New businesses and jobs could be coming to O'Fallon thanks to a tax incentive proposal, but the city's school district says the new development plan could come at the cost of children's education.

O'Fallon District 90 school board member Todd Roach says the city's recent approval of a new TIF district could cripple the cash-strapped district by millions.

“This is 23 years that the city is basically saying you're not going to benefit from any development,” explained Roach.

The O'Fallon City Council approved the Central City TIF district at Monday's meeting. It includes plans for the city's downtown area and the partially vacant South View Plaza.

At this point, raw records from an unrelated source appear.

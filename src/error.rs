//! Crate error type.
//!
//! Only document-level failures are errors. Soft outcomes of the pipeline
//! (section not found, field absent, total missing) are ordinary values.

use thiserror::Error;

/// Extraction and configuration errors
#[derive(Error, Debug)]
pub enum Error {
    #[error("IO error: {0}")]
    Io(#[from] std::io::Error),

    #[error("JSON error: {0}")]
    Json(#[from] serde_json::Error),

    #[error("TOML error: {0}")]
    Toml(#[from] toml::de::Error),

    #[error("invalid pattern '{pattern}': {source}")]
    InvalidPattern {
        pattern: String,
        #[source]
        source: regex::Error,
    },

    #[error("configuration error: {0}")]
    Config(String),

    #[error("document contains no text tokens")]
    NoTokens,

    #[error("HTML error: {0}")]
    Html(String),

    #[error("PDF error: {0}")]
    Pdf(String),

    #[error("fetch error: {0}")]
    Fetch(String),

    #[error("unsupported document location: {0}")]
    UnsupportedLocation(String),

    #[error("unknown source: {0}")]
    UnknownSource(String),

    #[error("extraction task failed: {0}")]
    Task(String),
}

pub type Result<T> = std::result::Result<T, Error>;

It will give developers a tax incentive for building in these areas.

“The idea of something happening without the TIF, there really has been anything that's gone on in the last 20 years,” explained City Administrator Walter Denton.

The problem for the schools is they would only receive a tiny portion of the taxes that come from the new development.

“90 percent would go to the developer, 10 would go to the school districts,” explained Denton.

Roach says the school district is asking for a greater percentage, saying this could ultimately cost the districts $7 million over the next two decades.

“That's taking away resources we could spend towards students, teachers, and the buildings,” Roach said.

Sal Cincotta owns a photography studio in O'Fallon and plans to expand into one of the historic buildings in downtown. He says he can't do it without the TIF. However, he adds the school district won't get any taxes from a building that remains vacant.

“Without the TIF this is going to continue to sit here for another 20 years. My business can't afford to sink in 40 percent more than the appraised value, that's just bad business,” says Cincotta.

Cincotta hopes the expansion could bring between 30-60 jobs to O'Fallon.

The city says they will wait to officially sign off on the plan to allow more negotiations with the district. The district says unless a better deal is crafted, they will consider legal action.